Topics to Explore for a Better Understanding

  • The Nature of Hallucination 👻: Explore why LLMs generate false but plausible-sounding information, which is a key limitation of the next-token prediction mechanism, even in larger models.
  • Attention and Context Window Limits 📏: Investigate the computational cost of the attention mechanism, the core concept introduced in the paper Attention Is All You Need (Google Brain, 2017), which explains why long chat histories are expensive and distracting.
  • Model Persona Training 🎭: Research the specific post-training processes, such as Supervised Fine-Tuning (SFT) and RLHF, that transform the internet-trained zip file into a conversational assistant with a defined persona [02:08:05].

❓ Frequently Asked Questions (FAQ)

🛑 Q: Why are the conversational limits of chatbots like GPT-4o restricted, even for paid users?

💸 A: Conversational limits 🛑 are necessary because large language models, especially flagship models like GPT-4o, require a substantial amount of computational resources for each interaction. The models are inherently expensive 💰 to run due to their massive size and complexity, so capping messages helps manage server load, resource consumption, and cost.

🧠 Q: How does the size of a Large Language Model affect its performance?

📏 A: Model size 🧠 directly influences capability and performance. Larger models 🐘 typically contain more World Knowledge, effectively handle complex queries, produce higher-quality writing, and exhibit greater creativity. Smaller models 🤏 are prone to more errors, including generating false information, a behavior known as hallucination [02:08:05].

🎨 Q: What is the significance of multimodality in modern large language models?

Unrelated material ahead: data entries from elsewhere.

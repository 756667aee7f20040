//! Tests for robustness reweighting.
//!
//! These tests verify how residuals are turned into robustness weights:
//! - The bisquare kernel
//! - The percentile-based residual scale
//! - Clipping of large residuals and the zero-scale limit
//!
//! ## Test Organization
//!
//! 1. **Bisquare** - Values and clipping
//! 2. **Residual Scale** - 68.2nd percentile of absolute residuals
//! 3. **Robust Weights** - Outlier downweighting and degenerate scales

use approx::assert_relative_eq;

use lowess_dates::internals::algorithms::robustness::{
    bisquare, residual_scale, robust_weights, DEFAULT_MAX_STD_DEV,
};

// ============================================================================
// Bisquare Tests
// ============================================================================

/// Test bisquare values inside and beyond the unit interval.
#[test]
fn test_bisquare_values() {
    assert_relative_eq!(bisquare(0.0), 1.0);
    assert_relative_eq!(bisquare(0.5), 0.5625);
    assert_relative_eq!(bisquare(-0.5), 0.5625);
    assert_relative_eq!(bisquare(1.0), 0.0);
    assert_relative_eq!(bisquare(4.0), 0.0);
    assert_relative_eq!(bisquare(-4.0), 0.0);
}

// ============================================================================
// Residual Scale Tests
// ============================================================================

/// Test the scale is the interpolated 68.2nd percentile of |r|.
#[test]
fn test_residual_scale() {
    // |r| sorted: 0, 1, 2, ..., 10 -> position 6.82
    let residuals: Vec<f64> = (0..=10)
        .map(|i| if i % 2 == 0 { i as f64 } else { -(i as f64) })
        .collect();
    assert_relative_eq!(residual_scale(&residuals), 6.82, epsilon = 1e-12);
    assert_eq!(residual_scale::<f64>(&[]), 0.0);
}

// ============================================================================
// Robust Weight Tests
// ============================================================================

/// Test a gross outlier is weighted to zero while inliers keep the one-scale weight.
#[test]
fn test_outlier_downweighted() {
    let y_pred = vec![0.0; 20];
    let mut y: Vec<f64> = (0..20)
        .map(|i| if i % 2 == 0 { 0.1 } else { -0.1 })
        .collect();
    y[7] = 50.0;

    // Inliers sit exactly one scale out: |r| / (6 · 0.1) = 1/6.
    let inlier = (1.0 - (1.0_f64 / 6.0).powi(2)).powi(2);

    let weights = robust_weights(&y, &y_pred, DEFAULT_MAX_STD_DEV);
    assert_eq!(weights.len(), 20);
    assert_relative_eq!(weights[7], 0.0);
    for (i, &w) in weights.iter().enumerate() {
        assert!((0.0..=1.0).contains(&w));
        if i != 7 {
            assert_relative_eq!(w, inlier, epsilon = 1e-9);
        }
    }
}

/// Test a perfect fit keeps every weight at 1.
#[test]
fn test_zero_residual_scale() {
    let y = vec![1.0, 2.0, 3.0];
    let weights = robust_weights(&y, &y, 6.0);
    assert_eq!(weights, vec![1.0, 1.0, 1.0]);
}

/// Test a zero scale with a few non-zero residuals zeroes exactly those.
#[test]
fn test_zero_scale_with_outliers() {
    // 9 of 10 residuals are zero, so the 68.2nd percentile is zero
    let mut y = vec![0.0; 10];
    y[4] = 3.0;
    let weights = robust_weights(&y, &[0.0; 10], 6.0);

    assert_eq!(weights[4], 0.0);
    assert!(weights
        .iter()
        .enumerate()
        .all(|(i, &w)| i == 4 || w == 1.0));
}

🖼️ A: Multimodality 🎨 is a crucial feature signifying a model’s capacity to process and generate information across various formats, including text, audio, images, and video [02:09:39]. This capability evolves models past simple text conversations, allowing them to perceive and interact with the world in a more integrated, human-like way.

📚 Book Recommendations

↔️ Similar

  • 🧠💻🤖 Deep Learning by Ian Goodfellow, Yoshua Bengio, and Aaron Courville: This serves as the definitive textbook on the fundamental concepts of deep learning, providing the theoretical foundation for how large language models are structured and trained.
  • The Algorithmic Foundations of Reinforcement Learning by Csaba Szepesvári: This work provides a rigorous and deep dive into the mathematical techniques behind reinforcement learning, the advanced training method mentioned for improving an LLM’s reasoning and accuracy.

🆚 Contrasting

  • The Myth of Artificial Intelligence: Why Computers Can’t Think the Way We Do by Erik J. Larson: This book offers an opposing viewpoint by challenging the claims of strong general AI, arguing that current machine learning is fundamentally limited to narrow tasks and differs from human intelligence.
  • 🧠🧠🧠🧠 A Thousand Brains: A New Theory of Intelligence by Jeff Hawkins: This presents an alternative, biological theory of intelligence—the Thousand Brains Theory—which offers a distinct architectural model compared to the transformer-based mechanisms of modern LLMs.
  • 🤔🐇🐢 Thinking, Fast and Slow by Daniel Kahneman: This book explores human cognition’s two systems (fast/intuitive and slow/deliberate), which can be analogized to an LLM’s quick token-prediction versus its slower, deliberate Chain-of-Thought reasoning using its context window working memory.
  • 📱🧠 The Shallows: What the Internet Is Doing to Our Brains by Nicholas Carr: This work examines how new information technologies, like the internet that forms the basis of the LLM’s training data (the zip file), are changing human attention and knowledge consumption, providing a macro-cultural lens on the subject.